Ah, I get your point about help now, Marco. And I'd agree there in general terms that if you don't have a canonical version of something that you'll have to work it out yourself.
But given examples, I think it's pretty easy. And all these games have lots of examples. I mean HQ won't help you with machineguns but that's because it's not meant to be generic, but fantasy. In terms of fantasy, however, it gives so many examples that, IMO, adjudicating what somethig "should be" in game terms is nigh scientific.
For example, I learned from the book recently that a troll with a height of 6' 6" and 300 lbs. is mechanically rated as Large 15. From this I can figure out what all my Shadow World races will have as "avgerage" Large Abilities. No, there's no chart or anything, but it's simple math to figure it out.
Hero System 5th has multitudinous examples. It's a simple matter to create that Fire Blast from a near example with a couple of simple modifications (assuming that there's not a perfectly suitable example, which there often is). What the openess of the system does is to allow me to easily alter these things when I have a different vision of them ("Mr. Flamsy has a real narrow flame beam that tends to punch through things so I'll give it Armor Piercing").

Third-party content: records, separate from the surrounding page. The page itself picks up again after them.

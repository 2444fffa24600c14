//! Error and retry-policy types for the trigger domain.
//!
//! [`TriggerError`] is the taxonomy reported for one inbound event: three
//! validation-stage rejections, a decode failure, and a submission failure.
//! Events the trigger deliberately does not act on (unknown categories,
//! unsuccessful check suites) are *not* errors and never appear here.
//!
//! [`ClusterError`] is what infrastructure adapters return when the cluster
//! API rejects or fails a call. It is preserved as the source of
//! [`TriggerError::Submission`] so that callers can inspect its
//! [`RetryPolicy`] and decide for themselves whether to redeliver.
//!
//! Webhook registration errors live in [`crate::webhooks`].

use std::time::Duration;

use serde::{Deserialize, Serialize};
use thiserror::Error;

use crate::{EventType, Namespace, RunName, SpecVersion, TemplateRef};

// ---------------------------------------------------------------------------
// Retry semantics
// ---------------------------------------------------------------------------

/// Whether an error condition is safe to retry and, if so, after what delay.
///
/// The trigger itself never retries; this classification is reported upward
/// so the transport boundary (or the event sender) can choose a policy.
#[derive(Debug, Clone, PartialEq, Serialize, Deserialize)]
pub enum RetryPolicy {
    /// The operation may be retried.
    Retryable {
        /// Minimum back-off before the next attempt. `None` means retry
        /// immediately or apply the caller's own back-off schedule.
        after: Option<Duration>,
    },
    /// Retrying the same input will fail the same way.
    NonRetryable,
}

impl RetryPolicy {
    /// Returns `true` for [`RetryPolicy::Retryable`].
    pub fn is_retryable(&self) -> bool {
        matches!(self, Self::Retryable { .. })
    }
}

// ---------------------------------------------------------------------------
// Cluster failures
// ---------------------------------------------------------------------------

/// A failed call against the cluster API.
#[derive(Debug, Clone, Error, PartialEq)]
pub enum ClusterError {
    /// The API server answered with a non-success status.
    #[error("cluster API returned {status}: {message}")]
    Api {
        /// HTTP status code.
        status: u16,
        /// Server-provided message (the `Status.message` field when present).
        message: String,
        /// Parsed `Retry-After` header, if any.
        retry_after: Option<Duration>,
    },

    /// The request never produced a response (connect, TLS, timeout).
    #[error("cluster API unreachable: {message}")]
    Transport {
        /// Description of the transport failure.
        message: String,
    },

    /// The response body could not be interpreted.
    #[error("unexpected cluster API response: {message}")]
    Decode {
        /// Description of what was wrong with the body.
        message: String,
    },
}

impl ClusterError {
    /// Classifies this failure for retry decisions.
    ///
    /// Throttling (429) and server-side failures (5xx) are retryable; other
    /// client errors are not. Transport failures are retryable.
    pub fn retry_policy(&self) -> RetryPolicy {
        match self {
            Self::Api {
                status,
                retry_after,
                ..
            } if *status == 429 || *status >= 500 => RetryPolicy::Retryable {
                after: *retry_after,
            },
            Self::Api { .. } => RetryPolicy::NonRetryable,
            Self::Transport { .. } => RetryPolicy::Retryable { after: None },
            Self::Decode { .. } => RetryPolicy::NonRetryable,
        }
    }

    /// Returns `true` if the API server reported that the object does not exist.
    pub fn is_not_found(&self) -> bool {
        matches!(self, Self::Api { status: 404, .. })
    }

    /// Returns `true` if the API server reported a name conflict.
    pub fn is_conflict(&self) -> bool {
        matches!(self, Self::Api { status: 409, .. })
    }
}

/// Failure loading the run template at startup.
#[derive(Debug, Error)]
pub enum TemplateError {
    /// The listener object exists but carries no pipeline-run spec.
    #[error("listener {reference} has no pipelineRunSpec")]
    MissingSpec {
        /// The listener that was read.
        reference: TemplateRef,
    },

    /// The pipeline-run spec could not be decoded into a template.
    #[error("listener {reference} has a malformed pipelineRunSpec: {source}")]
    Malformed {
        /// The listener that was read.
        reference: TemplateRef,
        /// Underlying deserialization failure.
        #[source]
        source: serde_json::Error,
    },

    /// The cluster call failed.
    #[error("failed to get listener {reference}: {source}")]
    Cluster {
        /// The listener that was requested.
        reference: TemplateRef,
        /// Underlying cluster failure.
        #[source]
        source: ClusterError,
    },
}

/// Failure reading or writing persisted webhook records.
#[derive(Debug, Error)]
pub enum StoreError {
    /// The cluster call failed.
    #[error(transparent)]
    Cluster(#[from] ClusterError),

    /// The stored record could not be decoded or encoded.
    #[error("webhook record is corrupt: {0}")]
    Corrupt(#[from] serde_json::Error),
}

// ---------------------------------------------------------------------------
// Per-event errors
// ---------------------------------------------------------------------------

/// Errors that reject or fail the handling of one inbound event.
///
/// Every variant carries enough context to diagnose the failure without
/// inspecting the payload.
#[derive(Debug, Error)]
pub enum TriggerError {
    /// The envelope carried no event context (no version, type or id).
    #[error("invalid event envelope: {reason}")]
    InvalidEnvelope {
        /// What was missing or malformed.
        reason: String,
    },

    /// The envelope's protocol version is not the one this trigger speaks.
    #[error("unsupported event spec version '{found}', only '{supported}' is supported")]
    UnsupportedVersion {
        /// Version the sender declared.
        found: String,
        /// The single supported version.
        supported: SpecVersion,
    },

    /// The declared event type is not the configured one.
    #[error("mismatched event type '{found}', expected '{expected}'")]
    EventTypeMismatch {
        /// Type the sender declared.
        found: String,
        /// Configured expected type.
        expected: EventType,
    },

    /// The body of a recognised event category could not be decoded.
    #[error("failed to decode '{event_type}' payload: {source}")]
    Decode {
        /// Event type whose payload was malformed.
        event_type: String,
        /// Underlying deserialization failure.
        #[source]
        source: serde_json::Error,
    },

    /// A successful check suite named no commit to build.
    #[error("successful '{event_type}' event carries no head revision")]
    MissingRevision {
        /// Event type of the payload.
        event_type: String,
    },

    /// The cluster rejected or failed the run creation.
    #[error("failed to create pipeline run '{run_name}' in namespace '{namespace}': {source}")]
    Submission {
        /// Name the run was proposed under.
        run_name: RunName,
        /// Target namespace.
        namespace: Namespace,
        /// Underlying cluster failure.
        #[source]
        source: ClusterError,
    },
}

impl TriggerError {
    /// Returns the handling stage that produced this error.
    pub fn stage(&self) -> &'static str {
        match self {
            Self::InvalidEnvelope { .. }
            | Self::UnsupportedVersion { .. }
            | Self::EventTypeMismatch { .. } => "validate",
            Self::Decode { .. } | Self::MissingRevision { .. } => "decode",
            Self::Submission { .. } => "submit",
        }
    }

    /// Classifies this error for retry decisions.
    ///
    /// Only submission failures can be retryable, and only when their
    /// underlying cluster failure is.
    pub fn retry_policy(&self) -> RetryPolicy {
        match self {
            Self::Submission { source, .. } => source.retry_policy(),
            _ => RetryPolicy::NonRetryable,
        }
    }
}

I mean, exactly how much damage does a Flame Bolt do in real life? It's all guesses anyhow. For those things that are real, there are, in fact "cannonical" answers. .50 Cal M2 HB MG does 3d6+1 RKA (AP with the right ammo), etc.
So I'm not seeing a downside. I would agree that Hero is complex, however (that'll probably get a big Duh). It's just not that unhelpful, nor does it lack detail, IMO. Further, if you
do
like to wing it, it's even easier.
Hero Quest, OTOH, is simple to create things, and simple to adjudicate because everything uses the same system for determinations, and you don't have to learn subsystems.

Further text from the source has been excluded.